Task details => Line by line, transcribe all of the entries exactly.

◆ ◆ ◆ ◆ ◆

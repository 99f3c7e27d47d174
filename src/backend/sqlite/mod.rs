//! SQLite reference backend.
//!
//! Graphs live in two tables: `store_graphs` records graph names (so empty
//! graphs exist) and `store_triples` holds one row per triple with every
//! node stored as N-Triples term text. Graphs are keyed by
//! [`GraphName::to_key`]. The backend's native query language
//! is SQL over those tables; `ASK <select>` evaluates to a boolean.

mod helpers;

use std::collections::{BTreeMap, BTreeSet};
use std::path::Path;

use rusqlite::{Connection, OpenFlags, params, types::Value};

use super::{Capabilities, QueryResult, ResultSet, StoreBackend};
use crate::{errors::StoreError, graph::GraphName, schema::ensure_schema, triple::Triple};

use helpers::{row_to_triple, strip_ask, value_to_node, with_transaction};

pub struct SqliteTripleBackend {
    conn: Connection,
}

// Main database has no backing file.
fn is_in_memory_connection(conn: &Connection) -> bool {
    match conn.pragma_query_value(None, "database_list", |row| {
        let name: String = row.get(2)?;
        Ok(name)
    }) {
        Ok(file) => file.is_empty() || file == ":memory:",
        Err(_) => true,
    }
}

impl SqliteTripleBackend {
    pub fn open<P: AsRef<Path>>(path: P) -> Result<Self, StoreError> {
        let conn = Connection::open(path).map_err(|e| StoreError::backend(e.to_string()))?;
        Self::from_connection(conn)
    }

    /// Open an existing database file, failing when it does not exist.
    pub fn open_existing<P: AsRef<Path>>(path: P) -> Result<Self, StoreError> {
        let conn = Connection::open_with_flags(
            path,
            OpenFlags::SQLITE_OPEN_READ_WRITE
                | OpenFlags::SQLITE_OPEN_URI
                | OpenFlags::SQLITE_OPEN_NO_MUTEX,
        )
        .map_err(|e| StoreError::backend(e.to_string()))?;
        Self::from_connection(conn)
    }

    pub fn in_memory() -> Result<Self, StoreError> {
        let conn = Connection::open_in_memory().map_err(|e| StoreError::backend(e.to_string()))?;
        Self::from_connection(conn)
    }

    fn from_connection(conn: Connection) -> Result<Self, StoreError> {
        conn.set_prepared_statement_cache_capacity(64);
        if !is_in_memory_connection(&conn) {
            if conn.pragma_update(None, "journal_mode", "WAL").is_err() {
                let _ = conn.pragma_update(None, "journal_mode", "DELETE");
            }
            let _ = conn.pragma_update(None, "synchronous", "NORMAL");
        }
        ensure_schema(&conn)?;
        Ok(Self { conn })
    }

    pub(crate) fn connection(&self) -> &Connection {
        &self.conn
    }

    fn graph_exists(&self, key: &str) -> Result<bool, StoreError> {
        let exists: bool = self.conn.query_row(
            "SELECT EXISTS(SELECT 1 FROM store_graphs WHERE name=?1)
                 OR EXISTS(SELECT 1 FROM store_triples WHERE graph=?1)",
            params![key],
            |row| row.get(0),
        )?;
        Ok(exists)
    }
}

fn insert_triples(
    conn: &Connection,
    key: &str,
    triples: &BTreeSet<Triple>,
) -> Result<(), StoreError> {
    let mut stmt = conn.prepare_cached(
        "INSERT OR IGNORE INTO store_triples(graph, subject, predicate, object) VALUES(?1, ?2, ?3, ?4)",
    )?;
    for triple in triples {
        stmt.execute(params![
            key,
            triple.subject.to_string(),
            triple.predicate.to_string(),
            triple.object.to_string(),
        ])?;
    }
    Ok(())
}

fn register_graph(conn: &Connection, key: &str) -> Result<(), StoreError> {
    conn.execute(
        "INSERT OR IGNORE INTO store_graphs(name) VALUES(?1)",
        params![key],
    )?;
    Ok(())
}

impl StoreBackend for SqliteTripleBackend {
    fn capabilities(&self) -> Capabilities {
        Capabilities::all()
    }

    fn load_graph(&self, name: &GraphName) -> Result<BTreeSet<Triple>, StoreError> {
        let key = name.to_key();
        if !self.graph_exists(&key)? {
            return Err(StoreError::not_found(name.to_string()));
        }
        let mut stmt = self.conn.prepare_cached(
            "SELECT subject, predicate, object FROM store_triples WHERE graph=?1",
        )?;
        let rows = stmt.query_map(params![key], |row| {
            Ok((row.get::<_, String>(0)?, row.get(1)?, row.get(2)?))
        })?;
        let mut triples = BTreeSet::new();
        for row in rows {
            let (subject, predicate, object) = row?;
            triples.insert(row_to_triple(subject, predicate, object)?);
        }
        Ok(triples)
    }

    fn save_graph(&self, name: &GraphName, triples: &BTreeSet<Triple>) -> Result<(), StoreError> {
        let key = name.to_key();
        with_transaction(&self.conn, |conn| {
            conn.execute("DELETE FROM store_triples WHERE graph=?1", params![key])?;
            register_graph(conn, &key)?;
            insert_triples(conn, &key, triples)
        })
    }

    fn update_graph(
        &self,
        name: &GraphName,
        additions: &BTreeSet<Triple>,
        removals: &BTreeSet<Triple>,
    ) -> Result<(), StoreError> {
        let key = name.to_key();
        with_transaction(&self.conn, |conn| {
            register_graph(conn, &key)?;
            let mut delete = conn.prepare_cached(
                "DELETE FROM store_triples WHERE graph=?1 AND subject=?2 AND predicate=?3 AND object=?4",
            )?;
            for triple in removals {
                delete.execute(params![
                    key,
                    triple.subject.to_string(),
                    triple.predicate.to_string(),
                    triple.object.to_string(),
                ])?;
            }
            insert_triples(conn, &key, additions)
        })
    }

    fn delete_graph(&self, name: &GraphName) -> Result<(), StoreError> {
        let key = name.to_key();
        with_transaction(&self.conn, |conn| {
            conn.execute("DELETE FROM store_triples WHERE graph=?1", params![key])?;
            conn.execute("DELETE FROM store_graphs WHERE name=?1", params![key])?;
            Ok(())
        })
    }

    fn list_graph_names(&self) -> Result<Vec<GraphName>, StoreError> {
        let mut stmt = self.conn.prepare_cached(
            "SELECT name FROM store_graphs UNION SELECT graph FROM store_triples",
        )?;
        let rows = stmt.query_map([], |row| row.get::<_, String>(0))?;
        let mut names = Vec::new();
        for key in rows {
            let key = key?;
            names.push(
                GraphName::from_key(&key)
                    .map_err(|e| StoreError::backend(format!("corrupt graph key: {e}")))?,
            );
        }
        names.sort();
        Ok(names)
    }

    fn has_graph(&self, name: &GraphName) -> Result<bool, StoreError> {
        self.graph_exists(&name.to_key())
    }

    fn query(&self, text: &str) -> Result<QueryResult, StoreError> {
        let text = text.trim();
        if let Some(inner) = strip_ask(text) {
            let exists: bool =
                self.conn
                    .query_row(&format!("SELECT EXISTS({inner})"), [], |row| row.get(0))?;
            return Ok(QueryResult::Boolean(exists));
        }
        let mut stmt = self.conn.prepare(text)?;
        if !stmt.readonly() {
            return Err(StoreError::invalid_input(
                "query text must be a read-only statement",
            ));
        }
        let variables: Vec<String> = stmt
            .column_names()
            .into_iter()
            .map(String::from)
            .collect();
        let mut rows = stmt.query([])?;
        let mut results = ResultSet {
            variables: variables.clone(),
            rows: Vec::new(),
        };
        while let Some(row) = rows.next()? {
            let mut bindings = BTreeMap::new();
            for (idx, variable) in variables.iter().enumerate() {
                let value: Value = row.get(idx)?;
                if let Some(node) = value_to_node(value) {
                    bindings.insert(variable.clone(), node);
                }
            }
            results.rows.push(bindings);
        }
        Ok(QueryResult::Bindings(results))
    }

    fn update(&self, text: &str) -> Result<(), StoreError> {
        if text.trim().is_empty() {
            return Err(StoreError::invalid_input("update text is empty"));
        }
        self.conn.execute_batch(text)?;
        Ok(())
    }
}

◆ ◆ ◆ ◆ ◆

Task output =>
repository 99f3c7e27d47d174
filename src/backend/sqlite/mod.rs
//! SQLite reference backend.
//!
//! Graphs live in two tables: `store_graphs` records graph names (so empty
//! graphs exist) and `store_triples` holds one row per triple with every
//! node stored as N-Triples term text. Graphs are keyed by
//! [`GraphName::to_key`]. The backend's native query language
//! is SQL over those tables; `ASK <select>` evaluates to a boolean.

mod helpers;

use std::collections::{BTreeMap, BTreeSet};
use std::path::Path;

use rusqlite::{Connection, OpenFlags, params, types::Value};

use super::{Capabilities, QueryResult, ResultSet, StoreBackend};
use crate::{errors::StoreError, graph::GraphName, schema::ensure_schema, triple::Triple};

use helpers::{row_to_triple, strip_ask, value_to_node, with_transaction};

pub struct SqliteTripleBackend {
    conn: Connection,
}

// Main database has no backing file.
fn is_in_memory_connection(conn: &Connection) -> bool {
    match conn.pragma_query_value(None, "database_list", |row| {
        let name: String = row.get(2)?;
        Ok(name)
    }) {
        Ok(file) => file.is_empty() || file == ":memory:",
        Err(_) => true,
    }
}

impl SqliteTripleBackend {
    pub fn open<P: AsRef<Path>>(path: P) -> Result<Self, StoreError> {
        let conn = Connection::open(path).map_err(|e| StoreError::backend(e.to_string()))?;
        Self::from_connection(conn)
    }

    /// Open an existing database file, failing when it does not exist.
    pub fn open_existing<P: AsRef<Path>>(path: P) -> Result<Self, StoreError> {
        let conn = Connection::open_with_flags(
            path,
            OpenFlags::SQLITE_OPEN_READ_WRITE
                | OpenFlags::SQLITE_OPEN_URI
                | OpenFlags::SQLITE_OPEN_NO_MUTEX,
        )
        .map_err(|e| StoreError::backend(e.to_string()))?;
        Self::from_connection(conn)
    }

    pub fn in_memory() -> Result<Self, StoreError> {
        let conn = Connection::open_in_memory().map_err(|e| StoreError::backend(e.to_string()))?;
        Self::from_connection(conn)
    }

    fn from_connection(conn: Connection) -> Result<Self, StoreError> {
        conn.set_prepared_statement_cache_capacity(64);
        if !is_in_memory_connection(&conn) {
            if conn.pragma_update(None, "journal_mode", "WAL").is_err() {
                let _ = conn.pragma_update(None, "journal_mode", "DELETE");
            }
            let _ = conn.pragma_update(None, "synchronous", "NORMAL");
        }
        ensure_schema(&conn)?;
        Ok(Self { conn })
    }

    pub(crate) fn connection(&self) -> &Connection {
        &self.conn
    }

    fn graph_exists(&self, key: &str) -> Result<bool, StoreError> {
        let exists: bool = self.conn.query_row(
            "SELECT EXISTS(SELECT 1 FROM store_graphs WHERE name=?1)
                 OR EXISTS(SELECT 1 FROM store_triples WHERE graph=?1)",
            params![key],
            |row| row.get(0),
        )?;
        Ok(exists)
    }
}

fn insert_triples(
    conn: &Connection,
    key: &str,
    triples: &BTreeSet<Triple>,
) -> Result<(), StoreError> {
    let mut stmt = conn.prepare_cached(
        "INSERT OR IGNORE INTO store_triples(graph, subject, predicate, object) VALUES(?1, ?2, ?3, ?4)",
    )?;
    for triple in triples {
        stmt.execute(params![
            key,
            triple.subject.to_string(),
            triple.predicate.to_string(),
            triple.object.to_string(),
        ])?;
    }
    Ok(())
}

fn register_graph(conn: &Connection, key: &str) -> Result<(), StoreError> {
    conn.execute(
        "INSERT OR IGNORE INTO store_graphs(name) VALUES(?1)",
        params![key],
    )?;
    Ok(())
}

impl StoreBackend for SqliteTripleBackend {
    fn capabilities(&self) -> Capabilities {
        Capabilities::all()
    }

    fn load_graph(&self, name: &GraphName) -> Result<BTreeSet<Triple>, StoreError> {
        let key = name.to_key();
        if !self.graph_exists(&key)? {
            return Err(StoreError::not_found(name.to_string()));
        }
        let mut stmt = self.conn.prepare_cached(
            "SELECT subject, predicate, object FROM store_triples WHERE graph=?1",
        )?;
        let rows = stmt.query_map(params![key], |row| {
            Ok((row.get::<_, String>(0)?, row.get(1)?, row.get(2)?))
        })?;
        let mut triples = BTreeSet::new();
        for row in rows {
            let (subject, predicate, object) = row?;
            triples.insert(row_to_triple(subject, predicate, object)?);
        }
        Ok(triples)
    }

    fn save_graph(&self, name: &GraphName, triples: &BTreeSet<Triple>) -> Result<(), StoreError> {
        let key = name.to_key();
        with_transaction(&self.conn, |conn| {
            conn.execute("DELETE FROM store_triples WHERE graph=?1", params![key])?;
            register_graph(conn, &key)?;
            insert_triples(conn, &key, triples)
        })
    }

    fn update_graph(
        &self,
        name: &GraphName,
        additions: &BTreeSet<Triple>,
        removals: &BTreeSet<Triple>,
    ) -> Result<(), StoreError> {
        let key = name.to_key();
        with_transaction(&self.conn, |conn| {
            register_graph(conn, &key)?;
            let mut delete = conn.prepare_cached(
                "DELETE FROM store_triples WHERE graph=?1 AND subject=?2 AND predicate=?3 AND object=?4",
            )?;
            for triple in removals {
                delete.execute(params![
                    key,
                    triple.subject.to_string(),
                    triple.predicate.to_string(),
                    triple.object.to_string(),
                ])?;
            }
            insert_triples(conn, &key, additions)
        })
    }

    fn delete_graph(&self, name: &GraphName) -> Result<(), StoreError> {
        let key = name.to_key();
        with_transaction(&self.conn, |conn| {
            conn.execute("DELETE FROM store_triples WHERE graph=?1", params![key])?;
            conn.execute("DELETE FROM store_graphs WHERE name=?1", params![key])?;
            Ok(())
        })
    }

    fn list_graph_names(&self) -> Result<Vec<GraphName>, StoreError> {
        let mut stmt = self.conn.prepare_cached(
            "SELECT name FROM store_graphs UNION SELECT graph FROM store_triples",
        )?;
        let rows = stmt.query_map([], |row| row.get::<_, String>(0))?;
        let mut names = Vec::new();
        for key in rows {
            let key = key?;
            names.push(
                GraphName::from_key(&key)
                    .map_err(|e| StoreError::backend(format!("corrupt graph key: {e}")))?,
            );
        }
        names.sort();
        Ok(names)
    }

    fn has_graph(&self, name: &GraphName) -> Result<bool, StoreError> {
        self.graph_exists(&name.to_key())
    }

    fn query(&self, text: &str) -> Result<QueryResult, StoreError> {
        let text = text.trim();
        if let Some(inner) = strip_ask(text) {
            let exists: bool =
                self.conn
                    .query_row(&format!("SELECT EXISTS({inner})"), [], |row| row.get(0))?;
            return Ok(QueryResult::Boolean(exists));
        }
        let mut stmt = self.conn.prepare(text)?;
        if !stmt.readonly() {
            return Err(StoreError::invalid_input(
                "query text must be a read-only statement",
            ));
        }
        let variables: Vec<String> = stmt
            .column_names()
            .into_iter()
            .map(String::from)
            .collect();
        let mut rows = stmt.query([])?;
        let mut results = ResultSet {
            variables: variables.clone(),
            rows: Vec::new(),
        };
        while let Some(row) = rows.next()? {
            let mut bindings = BTreeMap::new();
            for (idx, variable) in variables.iter().enumerate() {
                let value: Value = row.get(idx)?;
                if let Some(node) = value_to_node(value) {
                    bindings.insert(variable.clone(), node);
                }
            }
            results.rows.push(bindings);
        }
        Ok(QueryResult::Bindings(results))
    }

    fn update(&self, text: &str) -> Result<(), StoreError> {
        if text.trim().is_empty() {
            return Err(StoreError::invalid_input("update text is empty"));
        }
        self.conn.execute_batch(text)?;
        Ok(())
    }
}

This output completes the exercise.